RECORDS Block Start
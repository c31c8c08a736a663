// Copyright 2025 the Understory Authors
// SPDX-License-Identifier: Apache-2.0 OR MIT

// After you edit the crate's doc comment, run this command, then check README.md for any missing links
// cargo rdme --workspace-project=understory_segment_grid --heading-base-level=0

//! Understory Segment Grid: a uniform grid range index for 2D line segments.
//!
//! The index covers a fixed region with equally sized cells and records, for
//! every inserted segment, the key of that segment in each cell the segment
//! passes through. A range query then unions the buckets of the cells
//! overlapped by a query box, yielding candidate keys without scanning every
//! segment. A typical use is snapping GPS samples to nearby road-network
//! edges.
//!
//! - Build once with [`SegmentGrid::new`] (or [`SegmentGrid::with_segments`]),
//!   then call [`SegmentGrid::insert`] for each `(key, segment)`.
//! - Query with [`SegmentGrid::query`] for a deduplicated set, or
//!   [`SegmentGrid::visit_rect`] to avoid allocating.
//! - Inspect individual cells with [`SegmentGrid::items_in_cell`],
//!   [`SegmentGrid::cell_bounding_box`], and [`SegmentGrid::cell_center`].
//!
//! Geometry comes from [`kurbo`]: segments are [`Line`][kurbo::Line]s, points
//! are [`Point`][kurbo::Point]s, and boxes are [`Rect`][kurbo::Rect]s with
//! `(x0, y0)` as the minimum corner.
//! The clipping and intersection helpers used by the grid are exposed in
//! [`geometry`].
//!
//! # Example
//!
//! ```rust
//! use kurbo::{Line, Rect};
//! use understory_segment_grid::SegmentGrid;
//!
//! // A 10x10 region split into 2x2 cells.
//! let mut grid = SegmentGrid::new(Rect::new(0.0, 0.0, 10.0, 10.0), 2.0, 2.0).unwrap();
//! grid.insert(1_u32, Line::new((1.0, 1.0), (9.0, 9.0)));
//! grid.insert(2_u32, Line::new((1.0, 9.0), (3.0, 9.0)));
//!
//! let near_origin = grid.query(Rect::new(0.0, 0.0, 2.0, 2.0));
//! assert!(near_origin.contains(&1));
//! assert!(!near_origin.contains(&2));
//! ```
//!
//! ## Query semantics
//!
//! Results are *candidates*: a key is returned when its segment passes
//! through a cell touched by the query box, not only when the segment
//! intersects the box itself. Callers re-check exact geometry.
//!
//! The corners of the query box are clamped to the grid, so a box lying
//! entirely outside the region returns the keys of the nearest edge cells
//! rather than an empty set.
//!
//! ## Features
//!
//! - `std` *(default)*: enables `kurbo/std` and `tracing/std`.
//! - `libm`: float functions for `no_std` builds via `kurbo/libm`.
//!
//! ### Float semantics
//!
//! Coordinates are assumed to be finite. Construction rejects NaN or
//! non-positive cell sizes and non-finite regions.
//!
//! This crate is `no_std` and uses `alloc`.

#![no_std]

extern crate alloc;

mod cell;
mod error;
pub mod geometry;
mod grid;

pub use error::GridError;
pub use grid::SegmentGrid;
RECORDS Block End
*EXERCISE AIM*:
Would you please reproduce the entries above word for word?

*ANSWER*:
repository c31c8c08a736a663
// Copyright 2025 the Understory Authors
// SPDX-License-Identifier: Apache-2.0 OR MIT

// After you edit the crate's doc comment, run this command, then check README.md for any missing links
// cargo rdme --workspace-project=understory_segment_grid --heading-base-level=0

//! Understory Segment Grid: a uniform grid range index for 2D line segments.
//!
//! The index covers a fixed region with equally sized cells and records, for
//! every inserted segment, the key of that segment in each cell the segment
//! passes through. A range query then unions the buckets of the cells
//! overlapped by a query box, yielding candidate keys without scanning every
//! segment. A typical use is snapping GPS samples to nearby road-network
//! edges.
//!
//! - Build once with [`SegmentGrid::new`] (or [`SegmentGrid::with_segments`]),
//!   then call [`SegmentGrid::insert`] for each `(key, segment)`.
//! - Query with [`SegmentGrid::query`] for a deduplicated set, or
//!   [`SegmentGrid::visit_rect`] to avoid allocating.
//! - Inspect individual cells with [`SegmentGrid::items_in_cell`],
//!   [`SegmentGrid::cell_bounding_box`], and [`SegmentGrid::cell_center`].
//!
//! Geometry comes from [`kurbo`]: segments are [`Line`][kurbo::Line]s, points
//! are [`Point`][kurbo::Point]s, and boxes are [`Rect`][kurbo::Rect]s with
//! `(x0, y0)` as the minimum corner.
//! The clipping and intersection helpers used by the grid are exposed in
//! [`geometry`].
//!
//! # Example
//!
//! ```rust
//! use kurbo::{Line, Rect};
//! use understory_segment_grid::SegmentGrid;
//!
//! // A 10x10 region split into 2x2 cells.
//! let mut grid = SegmentGrid::new(Rect::new(0.0, 0.0, 10.0, 10.0), 2.0, 2.0).unwrap();
//! grid.insert(1_u32, Line::new((1.0, 1.0), (9.0, 9.0)));
//! grid.insert(2_u32, Line::new((1.0, 9.0), (3.0, 9.0)));
//!
//! let near_origin = grid.query(Rect::new(0.0, 0.0, 2.0, 2.0));
//! assert!(near_origin.contains(&1));
//! assert!(!near_origin.contains(&2));
//! ```
//!
//! ## Query semantics
//!
//! Results are *candidates*: a key is returned when its segment passes
//! through a cell touched by the query box, not only when the segment
//! intersects the box itself. Callers re-check exact geometry.
//!
//! The corners of the query box are clamped to the grid, so a box lying
//! entirely outside the region returns the keys of the nearest edge cells
//! rather than an empty set.
//!
//! ## Features
//!
//! - `std` *(default)*: enables `kurbo/std` and `tracing/std`.
//! - `libm`: float functions for `no_std` builds via `kurbo/libm`.
//!
//! ### Float semantics
//!
//! Coordinates are assumed to be finite. Construction rejects NaN or
//! non-positive cell sizes and non-finite regions.
//!
//! This crate is `no_std` and uses `alloc`.

#![no_std]

extern crate alloc;

mod cell;
mod error;
pub mod geometry;
mod grid;

pub use error::GridError;
pub use grid::SegmentGrid;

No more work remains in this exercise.